[Dataset entries]
= Beginning of Section =

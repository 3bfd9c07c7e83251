// Copyright 2026 the Tendril Authors
// SPDX-License-Identifier: Apache-2.0 OR MIT

//! Typed accessors for application state kept in the tree.
//!
//! The tree is the state: a counter *is* the text of its label, a toggle
//! *is* a class on its element, a todo list *is* the children of its
//! container. An [`Accessor`] names one such location and reads or writes it
//! as a typed value:
//!
//! | accessor | value | location |
//! |----------|-------|----------|
//! | [`TextContent`] | `String` | text of the subtree |
//! | [`IntContent`] | `Option<i64>` | text of the subtree, parsed |
//! | [`AttributeText`] | `Option<String>` | one attribute |
//! | [`AttributeFlag`] | `bool` | one attribute, on/off values |
//! | [`ClassFlag`] | `bool` | a class in the `class` list |
//! | [`StyleFlag`] | `bool` | a property in the `style` declarations |
//! | [`ErrorMessage`] | `Option<String>` | text plus `display: none` |
//!
//! [`Combined`] writes through several accessors at once, and [`ListState`]
//! tracks appended children while they stay attached.
//!
//! Writes that replace children go through the normal topology API, so the
//! nodes they drop are reclaimed like any other detached subtree.
//!
//! ```
//! use tendril_core::Runtime;
//! use tendril_core::state::{Accessor, IntContent};
//!
//! let mut rt = Runtime::new();
//! let zero = rt.text("0");
//! let label = rt.element("span", [zero]);
//! let count = IntContent::new(label);
//!
//! count.update(rt.tree_mut(), |n| n.map(|n| n + 1));
//! assert_eq!(count.get(rt.tree()), Some(1));
//! ```

use alloc::format;
use alloc::string::{String, ToString};
use alloc::vec::Vec;

use crate::node::{NodeId, NodeTree};

/// Reads and writes one piece of state stored in the tree.
pub trait Accessor {
    /// The typed value.
    type Value;

    /// Reads the current value.
    fn get(&self, tree: &NodeTree) -> Self::Value;

    /// Writes `value`.
    fn set(&self, tree: &mut NodeTree, value: Self::Value);

    /// Writes the value computed from the current one.
    fn update(&self, tree: &mut NodeTree, f: impl FnOnce(Self::Value) -> Self::Value)
    where
        Self: Sized,
    {
        let next = f(self.get(tree));
        self.set(tree, next);
    }
}

/// The concatenated text of a subtree.
///
/// Setting it on an element replaces every child with one text node (none
/// for the empty string). On a text node it rewrites the text in place.
#[derive(Clone, Copy, Debug, PartialEq, Eq)]
pub struct TextContent {
    node: NodeId,
}

impl TextContent {
    /// Accessor for the text of `node`.
    #[must_use]
    pub fn new(node: NodeId) -> Self {
        Self { node }
    }
}

impl Accessor for TextContent {
    type Value = String;

    fn get(&self, tree: &NodeTree) -> String {
        tree.text_content(self.node)
    }

    fn set(&self, tree: &mut NodeTree, value: String) {
        write_text(tree, self.node, value);
    }
}

fn write_text(tree: &mut NodeTree, node: NodeId, value: String) {
    if tree.text(node).is_some() {
        tree.set_text(node, value);
    } else if value.is_empty() {
        tree.clear_children(node);
    } else {
        let text = tree.create_text(value);
        tree.replace_children(node, &[text]);
    }
}

/// The text of a subtree read as a decimal integer.
///
/// Text that does not parse (surrounding whitespace aside) reads as `None`;
/// writing `None` empties the text.
#[derive(Clone, Copy, Debug, PartialEq, Eq)]
pub struct IntContent {
    node: NodeId,
}

impl IntContent {
    /// Accessor for the number shown by `node`.
    #[must_use]
    pub fn new(node: NodeId) -> Self {
        Self { node }
    }
}

impl Accessor for IntContent {
    type Value = Option<i64>;

    fn get(&self, tree: &NodeTree) -> Option<i64> {
        tree.text_content(self.node).trim().parse().ok()
    }

    fn set(&self, tree: &mut NodeTree, value: Option<i64>) {
        let text = value.map(|n| format!("{n}")).unwrap_or_default();
        write_text(tree, self.node, text);
    }
}

/// The value of one attribute; `None` when it is absent.
#[derive(Clone, Debug, PartialEq, Eq)]
pub struct AttributeText {
    node: NodeId,
    name: String,
}

impl AttributeText {
    /// Accessor for attribute `name` of `node` (an input's `value`, say).
    #[must_use]
    pub fn new(node: NodeId, name: impl Into<String>) -> Self {
        Self {
            node,
            name: name.into(),
        }
    }
}

impl Accessor for AttributeText {
    type Value = Option<String>;

    fn get(&self, tree: &NodeTree) -> Option<String> {
        tree.attribute(self.node, &self.name).map(ToString::to_string)
    }

    fn set(&self, tree: &mut NodeTree, value: Option<String>) {
        match value {
            Some(value) => {
                tree.set_attribute(self.node, self.name.as_str(), value);
            }
            None => {
                tree.remove_attribute(self.node, &self.name);
            }
        }
    }
}

/// A boolean stored as one of two attribute states.
///
/// `on` and `off` are the attribute values for `true` and `false`; `None`
/// means the attribute is absent. Reading is `true` exactly when the current
/// state equals `on`.
#[derive(Clone, Debug, PartialEq, Eq)]
pub struct AttributeFlag {
    node: NodeId,
    name: String,
    on: Option<String>,
    off: Option<String>,
}

impl AttributeFlag {
    /// Accessor mapping `true`/`false` to the `on`/`off` states.
    #[must_use]
    pub fn new(
        node: NodeId,
        name: impl Into<String>,
        on: Option<String>,
        off: Option<String>,
    ) -> Self {
        Self {
            node,
            name: name.into(),
            on,
            off,
        }
    }

    /// Accessor for a presence attribute such as `checked` or `disabled`.
    #[must_use]
    pub fn presence(node: NodeId, name: impl Into<String>) -> Self {
        Self::new(node, name, Some(String::new()), None)
    }
}

impl Accessor for AttributeFlag {
    type Value = bool;

    fn get(&self, tree: &NodeTree) -> bool {
        tree.attribute(self.node, &self.name) == self.on.as_deref()
    }

    fn set(&self, tree: &mut NodeTree, value: bool) {
        let state = if value { &self.on } else { &self.off };
        match state {
            Some(v) => {
                tree.set_attribute(self.node, self.name.as_str(), v.as_str());
            }
            None => {
                tree.remove_attribute(self.node, &self.name);
            }
        }
    }
}

/// A boolean stored as a class in the element's `class` list.
///
/// Setting `true` adds `on` and removes `off`; `false` does the reverse.
/// Other classes are left alone.
#[derive(Clone, Debug, PartialEq, Eq)]
pub struct ClassFlag {
    node: NodeId,
    on: String,
    off: Option<String>,
}

impl ClassFlag {
    /// Accessor toggling class `on`, with an optional class for `false`.
    #[must_use]
    pub fn new(node: NodeId, on: impl Into<String>, off: Option<String>) -> Self {
        Self {
            node,
            on: on.into(),
            off,
        }
    }
}

impl Accessor for ClassFlag {
    type Value = bool;

    fn get(&self, tree: &NodeTree) -> bool {
        tree.attribute(self.node, "class")
            .is_some_and(|list| list.split_whitespace().any(|c| c == self.on))
    }

    fn set(&self, tree: &mut NodeTree, value: bool) {
        let (add, drop) = if value {
            (Some(self.on.as_str()), self.off.as_deref())
        } else {
            (self.off.as_deref(), Some(self.on.as_str()))
        };
        let mut classes: Vec<String> = tree
            .attribute(self.node, "class")
            .map(|list| list.split_whitespace().map(ToString::to_string).collect())
            .unwrap_or_default();
        if let Some(drop) = drop {
            classes.retain(|c| c != drop);
        }
        if let Some(add) = add
            && !classes.iter().any(|c| c == add)
        {
            classes.push(add.to_string());
        }
        if classes.is_empty() {
            tree.remove_attribute(self.node, "class");
        } else {
            tree.set_attribute(self.node, "class", classes.join(" "));
        }
    }
}

/// Returns the value of `property` in the element's `style` declarations.
#[must_use]
pub fn style_property(tree: &NodeTree, node: NodeId, property: &str) -> Option<String> {
    declarations(tree, node)
        .into_iter()
        .find(|(name, _)| name == property)
        .map(|(_, value)| value)
}

/// Sets (`Some`) or removes (`None`) `property` in the element's `style`
/// declarations, keeping the order of the others.
pub fn set_style_property(
    tree: &mut NodeTree,
    node: NodeId,
    property: &str,
    value: Option<&str>,
) {
    let mut decls = declarations(tree, node);
    match (decls.iter().position(|(name, _)| name == property), value) {
        (Some(pos), Some(value)) => decls[pos].1 = value.to_string(),
        (Some(pos), None) => {
            decls.remove(pos);
        }
        (None, Some(value)) => decls.push((property.to_string(), value.to_string())),
        (None, None) => return,
    }
    if decls.is_empty() {
        tree.remove_attribute(node, "style");
    } else {
        let text: Vec<String> = decls
            .iter()
            .map(|(name, value)| format!("{name}: {value}"))
            .collect();
        tree.set_attribute(node, "style", text.join("; "));
    }
}

fn declarations(tree: &NodeTree, node: NodeId) -> Vec<(String, String)> {
    let Some(style) = tree.attribute(node, "style") else {
        return Vec::new();
    };
    style
        .split(';')
        .filter_map(|decl| {
            let (name, value) = decl.split_once(':')?;
            let name = name.trim();
            (!name.is_empty()).then(|| (name.to_string(), value.trim().to_string()))
        })
        .collect()
}

/// A boolean stored as a style property.
///
/// `on` and `off` are the property values for `true` and `false`; `None`
/// removes the property.
#[derive(Clone, Debug, PartialEq, Eq)]
pub struct StyleFlag {
    node: NodeId,
    property: String,
    on: Option<String>,
    off: Option<String>,
}

impl StyleFlag {
    /// Accessor mapping `true`/`false` to the `on`/`off` property values.
    #[must_use]
    pub fn new(
        node: NodeId,
        property: impl Into<String>,
        on: Option<String>,
        off: Option<String>,
    ) -> Self {
        Self {
            node,
            property: property.into(),
            on,
            off,
        }
    }
}

impl Accessor for StyleFlag {
    type Value = bool;

    fn get(&self, tree: &NodeTree) -> bool {
        style_property(tree, self.node, &self.property) == self.on
    }

    fn set(&self, tree: &mut NodeTree, value: bool) {
        let state = if value { &self.on } else { &self.off };
        set_style_property(tree, self.node, &self.property, state.as_deref());
    }
}

/// An error slot: shows its text while set, hidden with `display: none`
/// while clear.
#[derive(Clone, Copy, Debug, PartialEq, Eq)]
pub struct ErrorMessage {
    node: NodeId,
}

impl ErrorMessage {
    /// Accessor for the error element `node`.
    #[must_use]
    pub fn new(node: NodeId) -> Self {
        Self { node }
    }
}

impl Accessor for ErrorMessage {
    type Value = Option<String>;

    fn get(&self, tree: &NodeTree) -> Option<String> {
        if style_property(tree, self.node, "display").as_deref() == Some("none") {
            None
        } else {
            Some(tree.text_content(self.node))
        }
    }

    fn set(&self, tree: &mut NodeTree, value: Option<String>) {
        match value.filter(|msg| !msg.is_empty()) {
            Some(msg) => {
                write_text(tree, self.node, msg);
                set_style_property(tree, self.node, "display", None);
            }
            None => {
                write_text(tree, self.node, String::new());
                set_style_property(tree, self.node, "display", Some("none"));
            }
        }
    }
}

/// Two accessors for the same value: reads the first, writes both.
#[derive(Clone, Debug, PartialEq, Eq)]
pub struct Combined<A, B> {
    /// The accessor that is read.
    pub first: A,
    /// Written after `first`.
    pub second: B,
}

impl<A, B> Combined<A, B> {
    /// Combines `first` and `second`.
    #[must_use]
    pub fn new(first: A, second: B) -> Self {
        Self { first, second }
    }
}

impl<A, B> Accessor for Combined<A, B>
where
    A: Accessor,
    A::Value: Clone,
    B: Accessor<Value = A::Value>,
{
    type Value = A::Value;

    fn get(&self, tree: &NodeTree) -> A::Value {
        self.first.get(tree)
    }

    fn set(&self, tree: &mut NodeTree, value: A::Value) {
        self.first.set(tree, value.clone());
        self.second.set(tree, value);
    }
}

/// Items appended to a container, for as long as they stay attached.
///
/// Items are reported in the order they were added. Moving an item (a
/// reorder, or a move to another parent) keeps it; detaching it drops it.
#[derive(Clone, Debug, PartialEq, Eq)]
pub struct ListState {
    container: NodeId,
    items: Vec<NodeId>,
}

impl ListState {
    /// Starts an empty list over `container`.
    #[must_use]
    pub fn new(container: NodeId) -> Self {
        Self {
            container,
            items: Vec::new(),
        }
    }

    /// The element items are appended to.
    #[must_use]
    pub fn container(&self) -> NodeId {
        self.container
    }

    /// Appends detached `item` to the container and starts tracking it.
    ///
    /// # Panics
    ///
    /// Panics if `item` is stale or already has a parent.
    pub fn push(&mut self, tree: &mut NodeTree, item: NodeId) {
        tree.append_child(self.container, item);
        self.items.push(item);
    }

    /// Tracked items that are alive and attached.
    #[must_use]
    pub fn items(&self, tree: &NodeTree) -> Vec<NodeId> {
        self.items
            .iter()
            .copied()
            .filter(|&n| tree.is_alive(n) && tree.parent(n).is_some())
            .collect()
    }

    /// Stops tracking destroyed items.
    pub fn forget_destroyed(&mut self, tree: &NodeTree) {
        self.items.retain(|&n| tree.is_alive(n));
    }
}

= End of Section =

» **WORK REQUEST**
Scan the data for the word "container" and copy every line where it shows up.

» **ANSWER TO THE EXERCISE**
//! container. An [`Accessor`] names one such location and reads or writes it
/// Items appended to a container, for as long as they stay attached.
    container: NodeId,
    /// Starts an empty list over `container`.
    pub fn new(container: NodeId) -> Self {
            container,
    pub fn container(&self) -> NodeId {
        self.container
    /// Appends detached `item` to the container and starts tracking it.
        tree.append_child(self.container, item);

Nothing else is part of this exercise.